// Shared helpers for group call integration tests.
#![allow(dead_code)]

use std::sync::atomic::{AtomicUsize, Ordering};
use std::sync::Arc;
use std::time::{Duration, Instant};

use async_trait::async_trait;
use parking_lot::Mutex;

use rvoip_group_call_core::*;

/// Observer that counts every callback and keeps the events in delivery order.
#[derive(Debug, Default)]
pub struct CountingObserver {
    pub request_membership_proof_invocations: AtomicUsize,
    pub request_group_members_invocations: AtomicUsize,
    pub on_local_device_state_changed_invocations: AtomicUsize,
    pub on_remote_device_states_changed_invocations: AtomicUsize,
    pub on_audio_levels_invocations: AtomicUsize,
    pub on_low_bandwidth_for_video_invocations: AtomicUsize,
    pub on_reactions_invocations: AtomicUsize,
    pub on_raised_hands_invocations: AtomicUsize,
    pub on_peek_changed_invocations: AtomicUsize,
    pub on_ended_invocations: AtomicUsize,
    pub on_speaking_notification_invocations: AtomicUsize,
    events: Mutex<Vec<GroupCallEvent>>,
}

impl CountingObserver {
    pub fn new() -> Arc<Self> {
        Arc::new(Self::default())
    }

    fn record(&self, counter: &AtomicUsize, event: GroupCallEvent) {
        counter.fetch_add(1, Ordering::SeqCst);
        self.events.lock().push(event);
    }

    pub fn events(&self) -> Vec<GroupCallEvent> {
        self.events.lock().clone()
    }

    pub fn event_kinds(&self) -> Vec<&'static str> {
        self.events.lock().iter().map(|e| e.kind()).collect()
    }

    /// Forget everything seen so far, counters included.
    pub fn clear(&self) {
        for counter in [
            &self.request_membership_proof_invocations,
            &self.request_group_members_invocations,
            &self.on_local_device_state_changed_invocations,
            &self.on_remote_device_states_changed_invocations,
            &self.on_audio_levels_invocations,
            &self.on_low_bandwidth_for_video_invocations,
            &self.on_reactions_invocations,
            &self.on_raised_hands_invocations,
            &self.on_peek_changed_invocations,
            &self.on_ended_invocations,
            &self.on_speaking_notification_invocations,
        ] {
            counter.store(0, Ordering::SeqCst);
        }
        self.events.lock().clear();
    }

    pub fn count(counter: &AtomicUsize) -> usize {
        counter.load(Ordering::SeqCst)
    }

    pub fn ended_count(&self) -> usize {
        Self::count(&self.on_ended_invocations)
    }

    pub fn end_reason(&self) -> Option<GroupCallEndReason> {
        self.events.lock().iter().find_map(|e| match e {
            GroupCallEvent::Ended(reason) => Some(*reason),
            _ => None,
        })
    }
}

impl GroupCallObserver for CountingObserver {
    fn request_membership_proof(&self, _client_id: ClientId) {
        self.record(
            &self.request_membership_proof_invocations,
            GroupCallEvent::MembershipProofRequested,
        );
    }

    fn request_group_members(&self, _client_id: ClientId) {
        self.record(
            &self.request_group_members_invocations,
            GroupCallEvent::GroupMembersRequested,
        );
    }

    fn on_local_device_state_changed(&self, _client_id: ClientId, state: &LocalDeviceState) {
        self.record(
            &self.on_local_device_state_changed_invocations,
            GroupCallEvent::LocalDeviceStateChanged(state.clone()),
        );
    }

    fn on_remote_device_states_changed(&self, _client_id: ClientId, devices: &[RemoteDeviceState]) {
        self.record(
            &self.on_remote_device_states_changed_invocations,
            GroupCallEvent::RemoteDeviceStatesChanged(devices.to_vec()),
        );
    }

    fn on_audio_levels(
        &self,
        _client_id: ClientId,
        captured_level: AudioLevel,
        received_levels: &[ReceivedAudioLevel],
    ) {
        self.record(
            &self.on_audio_levels_invocations,
            GroupCallEvent::AudioLevels {
                captured_level,
                received_levels: received_levels.to_vec(),
            },
        );
    }

    fn on_low_bandwidth_for_video(&self, _client_id: ClientId, recovered: bool) {
        self.record(
            &self.on_low_bandwidth_for_video_invocations,
            GroupCallEvent::LowBandwidthForVideo { recovered },
        );
    }

    fn on_reactions(&self, _client_id: ClientId, reactions: &[Reaction]) {
        self.record(
            &self.on_reactions_invocations,
            GroupCallEvent::Reactions(reactions.to_vec()),
        );
    }

    fn on_raised_hands(&self, _client_id: ClientId, raised_hands: &[DemuxId]) {
        self.record(
            &self.on_raised_hands_invocations,
            GroupCallEvent::RaisedHands(raised_hands.to_vec()),
        );
    }

    fn on_peek_changed(&self, _client_id: ClientId, peek_info: &PeekInfo) {
        self.record(
            &self.on_peek_changed_invocations,
            GroupCallEvent::PeekChanged(peek_info.clone()),
        );
    }

    fn on_ended(&self, _client_id: ClientId, reason: GroupCallEndReason) {
        self.record(&self.on_ended_invocations, GroupCallEvent::Ended(reason));
    }

    fn on_speaking_notification(&self, _client_id: ClientId, event: &SpeechEvent) {
        self.record(
            &self.on_speaking_notification_invocations,
            GroupCallEvent::Speaking(event.clone()),
        );
    }
}

/// Observer that panics on every callback.
pub struct PanickingObserver;

impl GroupCallObserver for PanickingObserver {
    fn request_membership_proof(&self, _: ClientId) {
        panic!("request_membership_proof")
    }
    fn request_group_members(&self, _: ClientId) {
        panic!("request_group_members")
    }
    fn on_local_device_state_changed(&self, _: ClientId, _: &LocalDeviceState) {
        panic!("on_local_device_state_changed")
    }
    fn on_remote_device_states_changed(&self, _: ClientId, _: &[RemoteDeviceState]) {
        panic!("on_remote_device_states_changed")
    }
    fn on_audio_levels(&self, _: ClientId, _: AudioLevel, _: &[ReceivedAudioLevel]) {
        panic!("on_audio_levels")
    }
    fn on_low_bandwidth_for_video(&self, _: ClientId, _: bool) {
        panic!("on_low_bandwidth_for_video")
    }
    fn on_reactions(&self, _: ClientId, _: &[Reaction]) {
        panic!("on_reactions")
    }
    fn on_raised_hands(&self, _: ClientId, _: &[DemuxId]) {
        panic!("on_raised_hands")
    }
    fn on_peek_changed(&self, _: ClientId, _: &PeekInfo) {
        panic!("on_peek_changed")
    }
    fn on_ended(&self, _: ClientId, _: GroupCallEndReason) {
        panic!("on_ended")
    }
    fn on_speaking_notification(&self, _: ClientId, _: &SpeechEvent) {
        panic!("on_speaking_notification")
    }
}

// ===== TRANSPORT =====

#[derive(Debug, Default)]
pub struct TransportLog {
    pub proofs_set: usize,
    pub joins: usize,
    pub leaves: usize,
    pub remote_device_requests: usize,
    pub local_media: Vec<(bool, bool)>,
}

/// Transport that records what the session asked of it.
pub struct RecordingTransport {
    log: Arc<Mutex<TransportLog>>,
    fail_join: bool,
}

impl RecordingTransport {
    pub fn new() -> (Self, Arc<Mutex<TransportLog>>) {
        let log = Arc::new(Mutex::new(TransportLog::default()));
        (
            Self {
                log: log.clone(),
                fail_join: false,
            },
            log,
        )
    }

    pub fn failing_join() -> (Self, Arc<Mutex<TransportLog>>) {
        let (mut transport, log) = Self::new();
        transport.fail_join = true;
        (transport, log)
    }
}

impl CallTransport for RecordingTransport {
    fn set_membership_proof(&mut self, _proof: &MembershipProof) {
        self.log.lock().proofs_set += 1;
    }

    fn join(&mut self) -> GroupCallResult<()> {
        self.log.lock().joins += 1;
        if self.fail_join {
            return Err(GroupCallError::network("sfu unreachable"));
        }
        Ok(())
    }

    fn leave(&mut self) {
        self.log.lock().leaves += 1;
    }

    fn request_remote_devices(&mut self) {
        self.log.lock().remote_device_requests += 1;
    }

    fn set_local_media(&mut self, audio_enabled: bool, video_enabled: bool) {
        self.log.lock().local_media.push((audio_enabled, video_enabled));
    }
}

// ===== COLLABORATORS =====

/// Fails the first `failures` requests, then hands out proofs.
pub struct ScriptedProofProvider {
    pub attempts: AtomicUsize,
    failures: usize,
    delay: Duration,
}

impl ScriptedProofProvider {
    pub fn new(failures: usize) -> Arc<Self> {
        Arc::new(Self {
            attempts: AtomicUsize::new(0),
            failures,
            delay: Duration::ZERO,
        })
    }

    pub fn slow(delay: Duration) -> Arc<Self> {
        Arc::new(Self {
            attempts: AtomicUsize::new(0),
            failures: 0,
            delay,
        })
    }

    pub fn attempts(&self) -> usize {
        self.attempts.load(Ordering::SeqCst)
    }
}

#[async_trait]
impl MembershipProofProvider for ScriptedProofProvider {
    async fn request_membership_proof(&self, _client_id: ClientId) -> GroupCallResult<MembershipProof> {
        let attempt = self.attempts.fetch_add(1, Ordering::SeqCst);
        if !self.delay.is_zero() {
            tokio::time::sleep(self.delay).await;
        }
        if attempt < self.failures {
            return Err(GroupCallError::proof_unavailable("credential service busy"));
        }
        Ok(MembershipProof::valid_for(b"proof".to_vec(), Duration::from_secs(3600)))
    }
}

/// Resolves opaque ids from a fixed roster.
pub struct StaticRoster {
    pub requests: AtomicUsize,
    members: Vec<GroupMemberInfo>,
}

impl StaticRoster {
    pub fn new(members: Vec<GroupMemberInfo>) -> Arc<Self> {
        Arc::new(Self {
            requests: AtomicUsize::new(0),
            members,
        })
    }
}

#[async_trait]
impl GroupMembershipSource for StaticRoster {
    async fn request_group_members(
        &self,
        _client_id: ClientId,
        opaque_user_ids: Vec<OpaqueUserId>,
    ) -> GroupCallResult<Vec<GroupMemberInfo>> {
        self.requests.fetch_add(1, Ordering::SeqCst);
        Ok(self
            .members
            .iter()
            .filter(|m| opaque_user_ids.contains(&m.opaque_user_id))
            .cloned()
            .collect())
    }
}

/// Returns a fixed peek result, or fails every time.
pub struct FixedPeek {
    pub peeks: AtomicUsize,
    result: GroupCallResult<PeekInfo>,
}

impl FixedPeek {
    pub fn returning(info: PeekInfo) -> Arc<Self> {
        Arc::new(Self {
            peeks: AtomicUsize::new(0),
            result: Ok(info),
        })
    }

    pub fn failing() -> Arc<Self> {
        Arc::new(Self {
            peeks: AtomicUsize::new(0),
            result: Err(GroupCallError::peek_failed("network unreachable")),
        })
    }
}

#[async_trait]
impl PeekSource for FixedPeek {
    async fn peek(&self, _client_id: ClientId) -> GroupCallResult<PeekInfo> {
        self.peeks.fetch_add(1, Ordering::SeqCst);
        self.result.clone()
    }
}

// ===== BUILDERS =====

pub fn member(name: &str) -> GroupMemberInfo {
    GroupMemberInfo {
        user_id: name.as_bytes().to_vec(),
        opaque_user_id: opaque(name),
    }
}

pub fn opaque(name: &str) -> OpaqueUserId {
    format!("opaque-{}", name).into_bytes()
}

pub fn joined(demux_id: DemuxId, name: &str) -> RemoteDeviceDelta {
    RemoteDeviceDelta::Joined {
        demux_id,
        opaque_user_id: opaque(name),
    }
}

pub fn reaction(demux_id: DemuxId, sequence: u64) -> Reaction {
    Reaction {
        demux_id,
        value: "👏".to_string(),
        sequence,
    }
}

pub fn levels(pairs: &[(DemuxId, AudioLevel)]) -> TransportEvent {
    TransportEvent::AudioLevels {
        captured_level: 0,
        received_levels: pairs
            .iter()
            .map(|(demux_id, level)| ReceivedAudioLevel {
                demux_id: *demux_id,
                level: *level,
            })
            .collect(),
    }
}

pub fn test_config() -> GroupCallConfig {
    GroupCallConfig::new()
        .with_tick_interval(Duration::from_millis(20))
        .with_peek_interval(Duration::from_secs(60))
        .with_watchdog_interval(Duration::from_secs(60))
        .with_speaking_threshold(1000)
        .with_proof_retry(RetryConfig {
            max_attempts: 3,
            initial_delay: Duration::from_millis(1),
            max_delay: Duration::from_millis(5),
            backoff_multiplier: 2.0,
            use_jitter: false,
        })
}

/// Session with one counting observer, driven by hand.
pub fn session_with_observer() -> (GroupCallSession, Arc<CountingObserver>, Arc<Mutex<TransportLog>>) {
    let (transport, log) = RecordingTransport::new();
    let mut session = GroupCallSession::new(1, test_config(), Box::new(transport))
        .expect("valid config");
    let observer = CountingObserver::new();
    session.add_observer(observer.clone());
    (session, observer, log)
}

/// Drive a session to `Joined` with demux id 1 and clear the observer log.
pub fn joined_session() -> (GroupCallSession, Arc<CountingObserver>, Arc<Mutex<TransportLog>>) {
    let (mut session, observer, log) = session_with_observer();
    session.join().expect("join");
    session.complete_membership_proof(
        0,
        Ok(MembershipProof::valid_for(b"proof".to_vec(), Duration::from_secs(3600))),
    );
    session.handle_transport_event(TransportEvent::Joined { demux_id: 1 }, Instant::now());
    session.take_outbound_requests();
    session.run_cycle();
    observer.clear();
    (session, observer, log)
}

pub fn init_tracing() {
    let _ = tracing_subscriber::fmt()
        .with_env_filter("rvoip_group_call_core=debug")
        .with_test_writer()
        .try_init();
}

## [Assigned task]
Start with the first line. Please copy exactly each line of the listing through the one with "pub struct CountingObserver", including it.

## [Reply to the task]
// Shared helpers for group call integration tests.
#![allow(dead_code)]

use std::sync::atomic::{AtomicUsize, Ordering};
use std::sync::Arc;
use std::time::{Duration, Instant};

use async_trait::async_trait;
use parking_lot::Mutex;

use rvoip_group_call_core::*;

/// Observer that counts every callback and keeps the events in delivery order.
#[derive(Debug, Default)]
pub struct CountingObserver {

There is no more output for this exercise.